Exercise brief – Filter the listing so that only lines with the word "missing" remain.
**** Data records ****
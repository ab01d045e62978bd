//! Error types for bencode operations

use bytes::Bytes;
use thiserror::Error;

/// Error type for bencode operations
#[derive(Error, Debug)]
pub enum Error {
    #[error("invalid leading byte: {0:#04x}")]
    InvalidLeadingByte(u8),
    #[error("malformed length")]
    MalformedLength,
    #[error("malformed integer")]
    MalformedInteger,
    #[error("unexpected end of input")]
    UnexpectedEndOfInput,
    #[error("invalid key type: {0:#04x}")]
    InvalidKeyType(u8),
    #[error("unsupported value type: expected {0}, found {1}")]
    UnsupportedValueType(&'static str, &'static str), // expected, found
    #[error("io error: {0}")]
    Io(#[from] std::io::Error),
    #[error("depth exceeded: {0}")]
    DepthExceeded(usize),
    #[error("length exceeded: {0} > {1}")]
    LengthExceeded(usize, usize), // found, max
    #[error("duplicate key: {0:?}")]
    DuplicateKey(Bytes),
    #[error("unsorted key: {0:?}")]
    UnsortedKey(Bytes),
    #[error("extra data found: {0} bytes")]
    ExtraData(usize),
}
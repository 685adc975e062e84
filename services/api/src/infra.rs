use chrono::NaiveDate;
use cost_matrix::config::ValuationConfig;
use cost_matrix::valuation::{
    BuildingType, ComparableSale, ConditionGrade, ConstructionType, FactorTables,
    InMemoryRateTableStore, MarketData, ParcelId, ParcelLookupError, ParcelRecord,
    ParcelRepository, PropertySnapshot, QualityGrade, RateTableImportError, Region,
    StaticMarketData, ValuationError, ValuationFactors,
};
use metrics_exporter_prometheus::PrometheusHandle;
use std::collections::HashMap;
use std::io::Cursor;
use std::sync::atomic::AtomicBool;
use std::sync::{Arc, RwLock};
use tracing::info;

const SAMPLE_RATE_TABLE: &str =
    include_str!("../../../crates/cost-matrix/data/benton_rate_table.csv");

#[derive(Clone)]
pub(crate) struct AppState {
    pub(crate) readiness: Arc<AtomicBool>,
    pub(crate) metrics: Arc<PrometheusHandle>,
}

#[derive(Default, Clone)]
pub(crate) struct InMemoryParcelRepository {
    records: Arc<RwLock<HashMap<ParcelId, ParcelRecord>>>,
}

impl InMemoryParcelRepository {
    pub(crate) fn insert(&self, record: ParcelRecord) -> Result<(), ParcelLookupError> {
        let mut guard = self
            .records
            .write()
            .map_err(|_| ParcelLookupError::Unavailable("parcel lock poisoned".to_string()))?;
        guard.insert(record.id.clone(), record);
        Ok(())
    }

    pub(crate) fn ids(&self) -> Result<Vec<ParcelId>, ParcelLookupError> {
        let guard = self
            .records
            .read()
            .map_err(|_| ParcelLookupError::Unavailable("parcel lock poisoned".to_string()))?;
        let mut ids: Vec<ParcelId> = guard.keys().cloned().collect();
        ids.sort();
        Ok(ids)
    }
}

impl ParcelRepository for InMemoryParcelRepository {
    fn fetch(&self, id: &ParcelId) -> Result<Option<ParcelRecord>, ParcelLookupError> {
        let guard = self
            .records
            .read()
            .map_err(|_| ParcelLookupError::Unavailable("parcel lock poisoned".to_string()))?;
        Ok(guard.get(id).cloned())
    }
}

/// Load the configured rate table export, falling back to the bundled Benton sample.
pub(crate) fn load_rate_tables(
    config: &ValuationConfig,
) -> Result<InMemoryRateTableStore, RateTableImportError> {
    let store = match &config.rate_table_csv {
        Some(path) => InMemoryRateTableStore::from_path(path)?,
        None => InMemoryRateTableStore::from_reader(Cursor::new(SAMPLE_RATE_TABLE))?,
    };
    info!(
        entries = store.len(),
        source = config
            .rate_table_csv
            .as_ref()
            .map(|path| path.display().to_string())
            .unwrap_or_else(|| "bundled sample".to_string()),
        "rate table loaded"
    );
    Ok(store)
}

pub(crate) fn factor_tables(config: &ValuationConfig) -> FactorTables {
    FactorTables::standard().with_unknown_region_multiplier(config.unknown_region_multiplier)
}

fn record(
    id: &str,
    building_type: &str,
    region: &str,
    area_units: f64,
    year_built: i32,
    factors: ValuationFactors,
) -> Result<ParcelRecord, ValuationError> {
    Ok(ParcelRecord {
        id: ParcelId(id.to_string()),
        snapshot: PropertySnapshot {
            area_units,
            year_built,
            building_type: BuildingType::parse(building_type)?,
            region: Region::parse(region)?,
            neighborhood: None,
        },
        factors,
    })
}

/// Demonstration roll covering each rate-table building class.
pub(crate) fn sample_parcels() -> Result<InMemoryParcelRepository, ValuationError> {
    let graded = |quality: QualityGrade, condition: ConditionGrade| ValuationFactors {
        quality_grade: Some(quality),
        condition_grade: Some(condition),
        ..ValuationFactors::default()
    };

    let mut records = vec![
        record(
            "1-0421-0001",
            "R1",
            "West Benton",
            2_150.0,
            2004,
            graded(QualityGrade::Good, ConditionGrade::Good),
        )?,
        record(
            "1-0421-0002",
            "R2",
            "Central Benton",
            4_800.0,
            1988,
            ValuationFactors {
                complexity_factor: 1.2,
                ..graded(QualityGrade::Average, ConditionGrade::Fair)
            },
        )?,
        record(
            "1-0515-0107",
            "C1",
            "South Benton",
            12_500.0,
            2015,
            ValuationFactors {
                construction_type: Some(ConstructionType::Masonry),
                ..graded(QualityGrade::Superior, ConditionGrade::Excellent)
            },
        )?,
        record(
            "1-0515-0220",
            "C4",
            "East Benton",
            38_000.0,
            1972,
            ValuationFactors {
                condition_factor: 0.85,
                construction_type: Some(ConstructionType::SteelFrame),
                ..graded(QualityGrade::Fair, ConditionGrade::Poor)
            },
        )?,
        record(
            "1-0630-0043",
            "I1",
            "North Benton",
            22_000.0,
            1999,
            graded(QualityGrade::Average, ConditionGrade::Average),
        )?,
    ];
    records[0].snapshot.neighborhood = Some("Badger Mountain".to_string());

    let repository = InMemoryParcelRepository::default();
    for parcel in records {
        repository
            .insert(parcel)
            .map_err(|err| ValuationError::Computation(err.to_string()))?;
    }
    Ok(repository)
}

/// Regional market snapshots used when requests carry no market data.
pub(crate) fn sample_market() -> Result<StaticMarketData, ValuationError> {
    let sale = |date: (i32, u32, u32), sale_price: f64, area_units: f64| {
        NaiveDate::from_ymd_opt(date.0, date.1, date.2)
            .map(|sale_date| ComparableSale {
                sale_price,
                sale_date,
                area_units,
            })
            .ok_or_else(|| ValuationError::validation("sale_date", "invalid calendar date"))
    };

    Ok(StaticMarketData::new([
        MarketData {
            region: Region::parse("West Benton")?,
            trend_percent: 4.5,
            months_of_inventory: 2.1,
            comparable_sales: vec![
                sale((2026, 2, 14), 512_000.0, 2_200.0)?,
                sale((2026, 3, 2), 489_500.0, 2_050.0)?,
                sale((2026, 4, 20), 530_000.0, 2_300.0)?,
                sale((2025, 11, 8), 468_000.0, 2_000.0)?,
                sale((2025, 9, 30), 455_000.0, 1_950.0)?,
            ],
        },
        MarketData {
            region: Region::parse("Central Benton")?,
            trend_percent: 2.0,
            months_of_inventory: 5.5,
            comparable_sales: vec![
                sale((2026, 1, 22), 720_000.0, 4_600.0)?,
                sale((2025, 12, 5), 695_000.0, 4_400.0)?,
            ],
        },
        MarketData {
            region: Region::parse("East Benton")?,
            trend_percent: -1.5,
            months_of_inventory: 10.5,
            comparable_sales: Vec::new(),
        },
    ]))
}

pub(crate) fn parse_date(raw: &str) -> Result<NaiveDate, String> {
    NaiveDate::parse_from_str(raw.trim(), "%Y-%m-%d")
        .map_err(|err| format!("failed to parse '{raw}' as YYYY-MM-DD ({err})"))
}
****
**** Data records ****
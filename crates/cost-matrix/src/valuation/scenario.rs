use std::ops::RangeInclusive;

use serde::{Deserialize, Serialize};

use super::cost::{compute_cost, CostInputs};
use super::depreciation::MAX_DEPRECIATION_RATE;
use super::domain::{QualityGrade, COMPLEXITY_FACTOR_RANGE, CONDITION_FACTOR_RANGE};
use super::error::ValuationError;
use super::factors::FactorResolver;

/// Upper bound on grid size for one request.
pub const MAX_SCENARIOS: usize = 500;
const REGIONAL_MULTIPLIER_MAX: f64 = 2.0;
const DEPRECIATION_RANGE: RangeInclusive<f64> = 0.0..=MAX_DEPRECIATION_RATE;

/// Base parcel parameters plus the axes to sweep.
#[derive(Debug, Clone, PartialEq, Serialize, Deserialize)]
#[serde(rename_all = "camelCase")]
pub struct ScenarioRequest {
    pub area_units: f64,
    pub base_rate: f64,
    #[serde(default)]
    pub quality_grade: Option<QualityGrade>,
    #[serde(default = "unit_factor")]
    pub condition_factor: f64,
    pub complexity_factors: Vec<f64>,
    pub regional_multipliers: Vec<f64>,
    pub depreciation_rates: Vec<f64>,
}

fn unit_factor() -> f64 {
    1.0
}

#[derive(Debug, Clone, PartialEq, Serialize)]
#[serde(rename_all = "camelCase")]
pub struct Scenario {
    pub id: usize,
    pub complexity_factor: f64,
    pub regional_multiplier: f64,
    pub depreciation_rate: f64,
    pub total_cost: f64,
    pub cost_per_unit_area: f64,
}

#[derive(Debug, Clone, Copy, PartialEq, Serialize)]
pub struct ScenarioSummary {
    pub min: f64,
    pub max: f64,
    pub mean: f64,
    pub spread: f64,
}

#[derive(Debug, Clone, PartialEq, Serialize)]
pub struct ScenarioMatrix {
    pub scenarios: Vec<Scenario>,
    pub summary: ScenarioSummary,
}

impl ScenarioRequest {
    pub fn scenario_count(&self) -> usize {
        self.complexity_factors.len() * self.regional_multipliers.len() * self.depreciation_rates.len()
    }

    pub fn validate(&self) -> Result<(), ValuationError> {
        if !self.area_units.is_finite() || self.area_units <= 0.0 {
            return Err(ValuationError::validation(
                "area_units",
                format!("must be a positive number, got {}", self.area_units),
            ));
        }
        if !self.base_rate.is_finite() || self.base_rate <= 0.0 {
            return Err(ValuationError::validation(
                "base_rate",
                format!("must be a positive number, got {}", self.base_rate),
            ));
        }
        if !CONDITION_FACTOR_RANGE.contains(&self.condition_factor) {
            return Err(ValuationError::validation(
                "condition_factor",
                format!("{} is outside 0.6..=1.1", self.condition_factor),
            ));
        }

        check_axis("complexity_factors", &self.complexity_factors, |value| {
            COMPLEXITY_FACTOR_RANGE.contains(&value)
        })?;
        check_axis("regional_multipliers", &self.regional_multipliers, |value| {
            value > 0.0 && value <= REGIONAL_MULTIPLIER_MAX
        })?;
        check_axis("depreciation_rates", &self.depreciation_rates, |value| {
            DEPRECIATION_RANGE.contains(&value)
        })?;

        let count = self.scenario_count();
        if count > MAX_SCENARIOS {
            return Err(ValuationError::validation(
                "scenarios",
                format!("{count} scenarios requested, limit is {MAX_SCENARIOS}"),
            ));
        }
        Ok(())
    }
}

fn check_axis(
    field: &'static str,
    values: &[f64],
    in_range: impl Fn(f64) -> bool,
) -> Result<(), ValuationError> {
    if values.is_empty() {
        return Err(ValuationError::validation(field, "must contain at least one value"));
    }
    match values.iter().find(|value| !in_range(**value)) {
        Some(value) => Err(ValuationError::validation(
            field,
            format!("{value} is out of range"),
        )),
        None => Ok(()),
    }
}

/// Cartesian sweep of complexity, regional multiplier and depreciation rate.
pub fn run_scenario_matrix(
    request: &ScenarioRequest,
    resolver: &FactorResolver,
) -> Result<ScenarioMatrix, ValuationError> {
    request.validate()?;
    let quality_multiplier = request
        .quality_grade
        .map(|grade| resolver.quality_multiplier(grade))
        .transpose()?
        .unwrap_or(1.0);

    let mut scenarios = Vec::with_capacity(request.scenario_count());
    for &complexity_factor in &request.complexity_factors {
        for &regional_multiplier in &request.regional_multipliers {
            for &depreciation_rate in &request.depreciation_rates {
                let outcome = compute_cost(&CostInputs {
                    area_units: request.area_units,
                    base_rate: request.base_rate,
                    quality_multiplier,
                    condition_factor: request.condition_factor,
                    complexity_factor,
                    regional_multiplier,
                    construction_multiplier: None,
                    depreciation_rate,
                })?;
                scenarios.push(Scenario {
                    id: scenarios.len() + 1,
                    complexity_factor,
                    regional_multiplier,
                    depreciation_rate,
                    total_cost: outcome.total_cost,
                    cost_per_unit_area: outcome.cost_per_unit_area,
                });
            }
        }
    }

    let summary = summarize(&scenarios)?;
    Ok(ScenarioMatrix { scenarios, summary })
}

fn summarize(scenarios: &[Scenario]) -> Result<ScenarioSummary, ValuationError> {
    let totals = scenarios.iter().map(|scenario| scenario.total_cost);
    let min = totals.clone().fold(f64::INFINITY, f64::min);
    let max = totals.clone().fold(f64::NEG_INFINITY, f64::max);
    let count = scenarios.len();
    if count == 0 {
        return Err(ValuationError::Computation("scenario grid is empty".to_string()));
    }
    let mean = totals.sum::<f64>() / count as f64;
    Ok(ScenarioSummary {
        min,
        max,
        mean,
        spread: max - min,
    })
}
****
**** Data records ****
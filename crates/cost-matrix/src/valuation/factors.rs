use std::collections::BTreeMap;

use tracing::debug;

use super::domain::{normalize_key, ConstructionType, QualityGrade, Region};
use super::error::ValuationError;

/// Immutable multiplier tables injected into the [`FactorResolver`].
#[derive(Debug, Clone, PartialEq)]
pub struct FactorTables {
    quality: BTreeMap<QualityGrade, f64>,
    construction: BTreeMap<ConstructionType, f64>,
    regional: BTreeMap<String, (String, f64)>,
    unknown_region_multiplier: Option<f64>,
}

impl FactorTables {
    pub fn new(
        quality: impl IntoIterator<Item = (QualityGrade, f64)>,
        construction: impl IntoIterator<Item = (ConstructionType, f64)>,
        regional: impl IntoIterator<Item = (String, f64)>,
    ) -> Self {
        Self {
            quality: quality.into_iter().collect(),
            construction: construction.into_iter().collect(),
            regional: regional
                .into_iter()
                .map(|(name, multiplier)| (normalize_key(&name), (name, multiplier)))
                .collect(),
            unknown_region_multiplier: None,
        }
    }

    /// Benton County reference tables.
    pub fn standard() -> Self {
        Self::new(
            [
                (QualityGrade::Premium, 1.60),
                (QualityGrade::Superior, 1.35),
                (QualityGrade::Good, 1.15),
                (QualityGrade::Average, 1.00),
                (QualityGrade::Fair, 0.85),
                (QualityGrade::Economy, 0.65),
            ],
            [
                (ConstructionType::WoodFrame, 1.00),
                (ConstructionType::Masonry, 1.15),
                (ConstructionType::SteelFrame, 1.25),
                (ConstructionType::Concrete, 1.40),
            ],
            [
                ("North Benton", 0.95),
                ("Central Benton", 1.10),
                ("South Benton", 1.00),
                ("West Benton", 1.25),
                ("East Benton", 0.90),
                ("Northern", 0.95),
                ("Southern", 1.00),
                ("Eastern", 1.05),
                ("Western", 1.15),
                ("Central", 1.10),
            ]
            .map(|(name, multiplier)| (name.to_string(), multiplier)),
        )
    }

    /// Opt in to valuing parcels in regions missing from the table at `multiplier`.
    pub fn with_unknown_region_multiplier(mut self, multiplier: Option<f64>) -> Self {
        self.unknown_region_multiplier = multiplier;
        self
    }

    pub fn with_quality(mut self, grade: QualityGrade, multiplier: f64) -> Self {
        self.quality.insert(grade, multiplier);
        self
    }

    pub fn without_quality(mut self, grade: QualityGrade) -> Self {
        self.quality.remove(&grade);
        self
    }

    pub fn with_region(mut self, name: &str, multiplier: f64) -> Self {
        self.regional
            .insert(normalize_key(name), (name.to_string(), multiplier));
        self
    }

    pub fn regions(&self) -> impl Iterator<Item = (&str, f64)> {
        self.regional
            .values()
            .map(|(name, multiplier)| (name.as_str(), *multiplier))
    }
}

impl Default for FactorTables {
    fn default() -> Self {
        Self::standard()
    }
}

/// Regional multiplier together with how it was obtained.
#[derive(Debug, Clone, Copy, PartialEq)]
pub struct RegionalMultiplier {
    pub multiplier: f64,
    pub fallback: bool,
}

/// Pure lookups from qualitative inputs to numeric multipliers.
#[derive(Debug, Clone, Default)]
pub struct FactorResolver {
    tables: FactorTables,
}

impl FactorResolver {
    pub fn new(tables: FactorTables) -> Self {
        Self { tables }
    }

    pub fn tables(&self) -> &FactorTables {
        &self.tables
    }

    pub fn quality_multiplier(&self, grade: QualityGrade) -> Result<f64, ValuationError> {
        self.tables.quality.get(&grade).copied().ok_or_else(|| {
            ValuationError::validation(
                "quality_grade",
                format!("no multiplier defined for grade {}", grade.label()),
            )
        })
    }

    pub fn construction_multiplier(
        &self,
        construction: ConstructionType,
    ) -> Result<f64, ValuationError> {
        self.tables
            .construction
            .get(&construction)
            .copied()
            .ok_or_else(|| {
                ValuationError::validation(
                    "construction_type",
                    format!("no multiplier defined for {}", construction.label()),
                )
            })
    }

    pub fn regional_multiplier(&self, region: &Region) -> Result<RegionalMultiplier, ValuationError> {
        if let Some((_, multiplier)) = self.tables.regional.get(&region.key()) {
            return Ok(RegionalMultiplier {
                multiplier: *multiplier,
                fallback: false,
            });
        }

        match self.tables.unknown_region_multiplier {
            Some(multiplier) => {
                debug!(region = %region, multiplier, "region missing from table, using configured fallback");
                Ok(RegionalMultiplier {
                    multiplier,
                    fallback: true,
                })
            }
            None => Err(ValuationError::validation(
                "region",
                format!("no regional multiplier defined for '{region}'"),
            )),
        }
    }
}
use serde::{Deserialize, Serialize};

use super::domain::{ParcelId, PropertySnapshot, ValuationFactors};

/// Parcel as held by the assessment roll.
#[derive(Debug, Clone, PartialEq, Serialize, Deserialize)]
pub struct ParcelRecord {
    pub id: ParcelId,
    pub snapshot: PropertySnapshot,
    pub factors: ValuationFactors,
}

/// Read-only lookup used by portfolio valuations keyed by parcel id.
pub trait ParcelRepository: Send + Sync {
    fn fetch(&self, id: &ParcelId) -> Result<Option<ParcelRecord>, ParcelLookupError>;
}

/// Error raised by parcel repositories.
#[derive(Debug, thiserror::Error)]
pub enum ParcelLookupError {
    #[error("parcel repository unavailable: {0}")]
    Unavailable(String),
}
****
Answer for the task –
    /// Opt in to valuing parcels in regions missing from the table at `multiplier`.
                debug!(region = %region, multiplier, "region missing from table, using configured fallback");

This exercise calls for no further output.